*** PROVIDED INFORMATION Section Begins ***
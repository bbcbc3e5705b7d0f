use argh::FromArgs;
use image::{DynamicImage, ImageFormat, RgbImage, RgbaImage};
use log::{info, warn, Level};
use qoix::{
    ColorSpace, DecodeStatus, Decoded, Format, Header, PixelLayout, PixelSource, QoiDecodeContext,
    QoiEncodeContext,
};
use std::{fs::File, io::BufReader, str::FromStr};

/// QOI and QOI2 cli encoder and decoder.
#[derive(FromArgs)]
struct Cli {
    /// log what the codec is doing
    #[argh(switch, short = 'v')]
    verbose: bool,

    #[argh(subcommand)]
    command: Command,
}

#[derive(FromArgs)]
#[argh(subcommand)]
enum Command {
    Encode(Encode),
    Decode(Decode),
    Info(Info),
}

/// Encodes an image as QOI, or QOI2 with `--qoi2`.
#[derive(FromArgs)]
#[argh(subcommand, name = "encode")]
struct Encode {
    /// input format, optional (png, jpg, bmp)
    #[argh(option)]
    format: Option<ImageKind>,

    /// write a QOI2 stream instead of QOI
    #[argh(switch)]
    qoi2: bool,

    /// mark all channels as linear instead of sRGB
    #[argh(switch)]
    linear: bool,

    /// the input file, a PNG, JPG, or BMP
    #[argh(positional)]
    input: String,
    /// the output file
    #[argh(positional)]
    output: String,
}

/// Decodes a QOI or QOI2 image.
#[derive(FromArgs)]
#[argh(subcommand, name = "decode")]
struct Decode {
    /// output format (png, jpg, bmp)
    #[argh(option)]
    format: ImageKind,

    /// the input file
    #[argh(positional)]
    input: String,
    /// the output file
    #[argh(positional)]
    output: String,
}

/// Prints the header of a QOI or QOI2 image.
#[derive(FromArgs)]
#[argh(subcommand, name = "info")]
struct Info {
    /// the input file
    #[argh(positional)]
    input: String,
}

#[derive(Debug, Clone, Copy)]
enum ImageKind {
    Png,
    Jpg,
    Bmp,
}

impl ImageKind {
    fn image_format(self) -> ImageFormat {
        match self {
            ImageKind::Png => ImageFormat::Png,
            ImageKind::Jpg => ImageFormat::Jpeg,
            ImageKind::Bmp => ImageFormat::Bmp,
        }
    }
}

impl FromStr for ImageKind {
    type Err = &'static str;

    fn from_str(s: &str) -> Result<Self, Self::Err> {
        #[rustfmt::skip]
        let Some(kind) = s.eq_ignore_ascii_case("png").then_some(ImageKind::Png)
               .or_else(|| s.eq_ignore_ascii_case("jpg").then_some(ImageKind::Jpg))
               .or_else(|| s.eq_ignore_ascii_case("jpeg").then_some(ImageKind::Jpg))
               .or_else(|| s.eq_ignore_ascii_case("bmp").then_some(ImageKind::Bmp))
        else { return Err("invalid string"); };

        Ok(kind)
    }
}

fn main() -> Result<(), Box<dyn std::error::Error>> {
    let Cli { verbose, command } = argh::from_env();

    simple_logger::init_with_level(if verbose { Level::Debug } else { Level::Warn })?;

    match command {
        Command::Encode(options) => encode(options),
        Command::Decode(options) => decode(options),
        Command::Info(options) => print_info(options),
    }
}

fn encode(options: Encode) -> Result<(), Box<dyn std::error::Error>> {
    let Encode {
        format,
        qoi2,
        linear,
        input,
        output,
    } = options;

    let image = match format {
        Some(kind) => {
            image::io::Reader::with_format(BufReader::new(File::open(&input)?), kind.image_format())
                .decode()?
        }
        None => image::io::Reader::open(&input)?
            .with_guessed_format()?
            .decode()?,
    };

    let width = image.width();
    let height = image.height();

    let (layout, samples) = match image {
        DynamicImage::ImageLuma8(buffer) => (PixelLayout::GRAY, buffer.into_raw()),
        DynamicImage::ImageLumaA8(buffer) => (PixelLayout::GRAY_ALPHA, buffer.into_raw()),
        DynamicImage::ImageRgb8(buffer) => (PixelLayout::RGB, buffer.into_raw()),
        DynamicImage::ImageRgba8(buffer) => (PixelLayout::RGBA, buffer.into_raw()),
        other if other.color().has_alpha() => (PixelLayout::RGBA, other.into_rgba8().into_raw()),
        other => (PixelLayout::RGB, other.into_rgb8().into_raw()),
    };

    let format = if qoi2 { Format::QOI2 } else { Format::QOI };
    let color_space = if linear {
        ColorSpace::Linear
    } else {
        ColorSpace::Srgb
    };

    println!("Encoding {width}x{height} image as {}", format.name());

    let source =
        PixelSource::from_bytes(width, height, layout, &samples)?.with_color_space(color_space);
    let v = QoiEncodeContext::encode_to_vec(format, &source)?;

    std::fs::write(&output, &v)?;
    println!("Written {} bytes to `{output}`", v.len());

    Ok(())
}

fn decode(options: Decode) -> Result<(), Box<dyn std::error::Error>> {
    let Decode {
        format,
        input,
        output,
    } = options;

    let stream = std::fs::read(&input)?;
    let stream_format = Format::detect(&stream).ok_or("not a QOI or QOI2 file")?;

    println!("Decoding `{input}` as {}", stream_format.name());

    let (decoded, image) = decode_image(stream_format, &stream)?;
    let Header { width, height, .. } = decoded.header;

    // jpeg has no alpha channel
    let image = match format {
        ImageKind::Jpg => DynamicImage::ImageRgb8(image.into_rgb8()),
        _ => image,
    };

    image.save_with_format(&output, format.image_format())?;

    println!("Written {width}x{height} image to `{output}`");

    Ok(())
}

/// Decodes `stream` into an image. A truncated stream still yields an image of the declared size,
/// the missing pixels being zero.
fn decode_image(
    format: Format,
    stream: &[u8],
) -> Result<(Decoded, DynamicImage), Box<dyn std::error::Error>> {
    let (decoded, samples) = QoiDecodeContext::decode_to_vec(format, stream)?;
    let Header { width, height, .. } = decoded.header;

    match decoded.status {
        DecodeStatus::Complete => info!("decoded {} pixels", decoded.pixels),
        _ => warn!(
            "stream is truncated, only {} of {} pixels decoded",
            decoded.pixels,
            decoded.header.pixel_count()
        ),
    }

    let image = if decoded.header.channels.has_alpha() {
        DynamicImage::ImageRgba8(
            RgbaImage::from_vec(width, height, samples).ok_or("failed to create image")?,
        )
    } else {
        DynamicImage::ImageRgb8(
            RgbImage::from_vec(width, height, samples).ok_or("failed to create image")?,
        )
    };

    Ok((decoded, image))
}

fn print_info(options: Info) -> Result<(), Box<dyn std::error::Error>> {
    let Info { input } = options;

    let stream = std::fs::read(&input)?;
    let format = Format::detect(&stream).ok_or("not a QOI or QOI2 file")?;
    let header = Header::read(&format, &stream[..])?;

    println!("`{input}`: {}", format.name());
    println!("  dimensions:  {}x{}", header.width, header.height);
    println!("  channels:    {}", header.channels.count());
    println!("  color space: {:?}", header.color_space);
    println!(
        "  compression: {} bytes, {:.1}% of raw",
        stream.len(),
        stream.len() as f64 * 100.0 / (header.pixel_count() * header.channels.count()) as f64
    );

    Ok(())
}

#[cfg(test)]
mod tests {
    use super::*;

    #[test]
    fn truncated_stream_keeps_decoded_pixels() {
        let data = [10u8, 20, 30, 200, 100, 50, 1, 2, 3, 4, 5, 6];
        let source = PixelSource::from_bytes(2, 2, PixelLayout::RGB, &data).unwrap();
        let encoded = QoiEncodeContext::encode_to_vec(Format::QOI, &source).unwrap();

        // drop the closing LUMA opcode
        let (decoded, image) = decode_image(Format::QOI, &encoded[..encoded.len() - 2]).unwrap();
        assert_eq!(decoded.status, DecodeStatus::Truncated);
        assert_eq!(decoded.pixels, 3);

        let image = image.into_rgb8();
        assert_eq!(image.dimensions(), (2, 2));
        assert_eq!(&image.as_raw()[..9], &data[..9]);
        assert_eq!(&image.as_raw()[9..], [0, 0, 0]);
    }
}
*** PROVIDED INFORMATION Section Ends ***
● **PROBLEM REQUIREMENTS**
Please find how many lines of the entries above include the string "ImageFormat", giving the number and nothing else.

● **RESPONSE FOR THIS EXERCISE**
5